In the last few years, Massachusetts has seen an
approximate doubling of the number of new private
foundations formed every year, according to an
analysis by Jankowski Associates Inc., a Maryland firm
that analyzed federal filings for the Forum of
Regional Associations of Grantmakers. In 1996, 90 new
foundations formed in the state; in 1999, the number
reached 167. While the analysis doesn't specify where
the foundations get their assets from, some of it most
likely comes from new economy wealth.

Even though many of the new foundations are relatively
small, "it really is a good news story" that there's
been a steady growth in the numbers, said Sally
Peabody, president of the Boston-based Associated
Grantmakers of Massachusetts, which received the
analysis as a member of the grantmakers forum.

Perhaps one of the first such new economy based
foundations in Massachusetts is the New England
Hi-Tech Charity Foundation, founded in 1992.

The first few years of fund-raising were rough,
especially with "the reputation that New England has
as not being very charitable," said Jim Coffey,
director of charities for the foundation and regional
manager for Kawasaki LSI, a Japanese semiconductor
firm with offices in Massachusetts. But last year, he
said, the foundation donated nearly $300,000 directly
to 18 children's charities, with the support of such
companies as CMGI, ZiLOG, EMC, and others. The
foundation also works with an organization called
Boston Cares, which sets up volunteer opportunities
for companies and individuals.

Last month, Akamai Technologies Inc. announced the
formation of a foundation to boost math training
efforts. TechFoundation is being set up in Cambridge
with new economy money, to specifically help nonprofit
organizations span the so-called digital divide, and
it expects to give out about $2 million to $3 million
next year, according to David Altshuler, chief
executive of the foundation.

The high-tech industry is also turning to volunteer
efforts and community involvement days, activities
that don't show up on any dollar-based generosity
index but give participants a sense of immediate

Castle Graphic of Concord gives back by donating
services and time to Toys for Tots in Boston. Earlier
this month the company wrapped two of its vehicles in
large format digital graphics to serve as toy delivery
mobiles. It also hosts the charity's Web site,
www.toysfortotsboston.org, among other things.

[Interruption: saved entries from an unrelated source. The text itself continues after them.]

//! Wait command - block until a resource reaches a state

use console::style;
use k8s_openapi::api::core::v1::{Pod, Secret};
use std::time::Duration;
use stevedore_core::Config;
use stevedore_kube::{
    Build, KubeObjects, Project, wait_for_build, wait_for_pod, wait_for_project_deletion,
    wait_for_secret,
};

use crate::error::Result;

fn done(what: &str) {
    println!("{} {}", style("✓").green().bold(), what);
}

/// Wait for a label-selected pod to reach `phase`
pub async fn pod(
    namespace: &str,
    config: &Config,
    selector: &str,
    phase: &str,
    timeout: Option<Duration>,
) -> Result<()> {
    let client = super::connect().await?;
    let pods = KubeObjects::<Pod>::namespaced(client, namespace);
    let found = wait_for_pod(&pods, selector, phase, timeout.unwrap_or(config.timeouts.pod)).await?;
    done(&format!(
        "Pod {} is {}",
        found.metadata.name.as_deref().unwrap_or_default(),
        phase
    ));
    Ok(())
}

/// Wait for a build to complete
pub async fn build(
    namespace: &str,
    config: &Config,
    name: &str,
    timeout: Option<Duration>,
) -> Result<()> {
    let client = super::connect().await?;
    let builds = KubeObjects::<Build>::namespaced(client, namespace);
    wait_for_build(&builds, name, timeout.unwrap_or(config.timeouts.build)).await?;
    done(&format!("Build {} complete", name));
    Ok(())
}

/// Wait for a secret to exist
pub async fn secret(
    namespace: &str,
    config: &Config,
    name: &str,
    timeout: Option<Duration>,
) -> Result<()> {
    let client = super::connect().await?;
    let secrets = KubeObjects::<Secret>::namespaced(client, namespace);
    wait_for_secret(&secrets, name, timeout.unwrap_or(config.timeouts.secret)).await?;
    done(&format!("Secret {} exists", name));
    Ok(())
}

/// Wait for a project to be deleted
pub async fn project_deleted(config: &Config, name: &str, timeout: Option<Duration>) -> Result<()> {
    let client = super::connect().await?;
    let projects = KubeObjects::<Project>::cluster(client);
    wait_for_project_deletion(&projects, name, timeout.unwrap_or(config.timeouts.project)).await?;
    done(&format!("Project {} deleted", name));
    Ok(())
}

"We don't do United Way because all they want is
money," said David King, director of operations for
the firm that was founded by his wife, Danielle King.
"No matter what you give to them, you never get to see
the reward. Even if you donated a million dollars, you
would never see what that goes into."

Some of the clash between old and new ways of giving
may be the result of a generational gap and
differences in stages of business development. Small
start-ups headed by younger entrepreneurs may be less
likely to contribute money to something like the
United Way. Larger tech companies led by older baby
boomers may give in both old and new ways. Akamai, for
instance, participates in traditional United Way
campaigns, while also engaging in new private
foundations set up with new economy money.

New way of giving or old, the Salvation Army's Lopes
welcomes either. And he remains optimistic knowing
that the Salvation Army is one of the oldest charities
in the nation and has survived multiple economic
booms, busts, and transformations already.

"We're not giving up hope," Lopes said.